(Exercise requirements)
Return the lines exactly as they stand, from the first of the material through the line containing "captures evenly spaced".

-------- Input for this task --------

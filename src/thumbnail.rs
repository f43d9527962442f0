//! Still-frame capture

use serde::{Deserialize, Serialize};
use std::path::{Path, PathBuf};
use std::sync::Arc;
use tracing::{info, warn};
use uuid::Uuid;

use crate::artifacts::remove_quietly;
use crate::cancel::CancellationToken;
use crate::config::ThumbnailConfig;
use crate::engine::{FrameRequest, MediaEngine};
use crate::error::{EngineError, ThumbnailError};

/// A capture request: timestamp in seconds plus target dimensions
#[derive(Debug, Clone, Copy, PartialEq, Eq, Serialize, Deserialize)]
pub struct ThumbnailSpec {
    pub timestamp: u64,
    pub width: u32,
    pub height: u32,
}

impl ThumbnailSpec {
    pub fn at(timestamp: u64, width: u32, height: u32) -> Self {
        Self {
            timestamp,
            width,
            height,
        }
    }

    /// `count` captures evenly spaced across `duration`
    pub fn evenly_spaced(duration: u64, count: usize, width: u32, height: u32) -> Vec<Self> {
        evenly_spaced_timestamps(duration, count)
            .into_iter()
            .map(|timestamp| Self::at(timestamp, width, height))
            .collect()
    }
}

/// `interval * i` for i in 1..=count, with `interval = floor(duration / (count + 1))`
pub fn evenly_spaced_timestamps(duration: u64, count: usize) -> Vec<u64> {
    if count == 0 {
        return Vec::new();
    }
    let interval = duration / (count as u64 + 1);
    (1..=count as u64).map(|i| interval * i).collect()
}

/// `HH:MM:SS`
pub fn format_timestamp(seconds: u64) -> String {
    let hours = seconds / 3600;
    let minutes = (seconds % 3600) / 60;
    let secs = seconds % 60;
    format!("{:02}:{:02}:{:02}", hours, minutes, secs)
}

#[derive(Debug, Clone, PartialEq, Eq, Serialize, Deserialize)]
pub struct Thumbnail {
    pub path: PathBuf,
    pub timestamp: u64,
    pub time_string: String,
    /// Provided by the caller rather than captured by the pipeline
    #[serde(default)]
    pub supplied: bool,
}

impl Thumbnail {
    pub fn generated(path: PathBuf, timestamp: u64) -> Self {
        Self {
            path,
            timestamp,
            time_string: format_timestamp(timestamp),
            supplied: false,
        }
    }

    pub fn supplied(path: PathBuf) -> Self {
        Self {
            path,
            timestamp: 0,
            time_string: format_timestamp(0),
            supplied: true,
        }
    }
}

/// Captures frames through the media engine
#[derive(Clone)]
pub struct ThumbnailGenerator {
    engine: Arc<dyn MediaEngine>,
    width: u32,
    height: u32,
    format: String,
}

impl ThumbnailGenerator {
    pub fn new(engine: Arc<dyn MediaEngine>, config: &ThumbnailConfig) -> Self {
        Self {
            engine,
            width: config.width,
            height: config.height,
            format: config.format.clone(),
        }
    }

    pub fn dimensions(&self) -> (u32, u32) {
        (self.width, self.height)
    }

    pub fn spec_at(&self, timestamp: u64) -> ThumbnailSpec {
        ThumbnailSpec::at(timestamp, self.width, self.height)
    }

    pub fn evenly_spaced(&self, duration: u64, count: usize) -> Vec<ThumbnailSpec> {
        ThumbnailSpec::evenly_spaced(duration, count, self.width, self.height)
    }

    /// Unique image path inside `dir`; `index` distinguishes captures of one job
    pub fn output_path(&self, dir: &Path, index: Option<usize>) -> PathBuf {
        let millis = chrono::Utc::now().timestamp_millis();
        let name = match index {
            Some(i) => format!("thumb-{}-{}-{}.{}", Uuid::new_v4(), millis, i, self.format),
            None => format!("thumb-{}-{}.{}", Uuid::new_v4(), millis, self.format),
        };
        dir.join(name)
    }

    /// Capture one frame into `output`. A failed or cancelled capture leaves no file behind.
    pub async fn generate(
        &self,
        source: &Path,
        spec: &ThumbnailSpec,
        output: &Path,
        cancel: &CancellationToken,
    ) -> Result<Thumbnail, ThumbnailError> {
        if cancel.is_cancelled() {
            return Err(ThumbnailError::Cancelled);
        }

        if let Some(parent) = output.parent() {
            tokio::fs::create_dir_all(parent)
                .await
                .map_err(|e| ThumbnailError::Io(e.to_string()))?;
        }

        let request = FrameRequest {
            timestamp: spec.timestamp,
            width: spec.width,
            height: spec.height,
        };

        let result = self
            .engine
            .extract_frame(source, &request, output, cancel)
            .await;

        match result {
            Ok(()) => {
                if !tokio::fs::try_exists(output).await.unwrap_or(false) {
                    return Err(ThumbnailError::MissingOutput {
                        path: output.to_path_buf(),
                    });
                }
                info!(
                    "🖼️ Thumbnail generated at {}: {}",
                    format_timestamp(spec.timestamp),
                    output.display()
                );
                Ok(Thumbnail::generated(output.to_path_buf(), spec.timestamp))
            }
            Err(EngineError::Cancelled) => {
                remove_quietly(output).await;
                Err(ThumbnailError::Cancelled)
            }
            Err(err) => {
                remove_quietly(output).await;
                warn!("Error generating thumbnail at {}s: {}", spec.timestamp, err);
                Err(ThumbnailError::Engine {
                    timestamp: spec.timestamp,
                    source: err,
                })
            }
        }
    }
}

--------

(Result for this task)
filename src/thumbnail.rs
repository f43d9527962442f0
//! Still-frame capture

use serde::{Deserialize, Serialize};
use std::path::{Path, PathBuf};
use std::sync::Arc;
use tracing::{info, warn};
use uuid::Uuid;

use crate::artifacts::remove_quietly;
use crate::cancel::CancellationToken;
use crate::config::ThumbnailConfig;
use crate::engine::{FrameRequest, MediaEngine};
use crate::error::{EngineError, ThumbnailError};

/// A capture request: timestamp in seconds plus target dimensions
#[derive(Debug, Clone, Copy, PartialEq, Eq, Serialize, Deserialize)]
pub struct ThumbnailSpec {
    pub timestamp: u64,
    pub width: u32,
    pub height: u32,
}

impl ThumbnailSpec {
    pub fn at(timestamp: u64, width: u32, height: u32) -> Self {
        Self {
            timestamp,
            width,
            height,
        }
    }

    /// `count` captures evenly spaced across `duration`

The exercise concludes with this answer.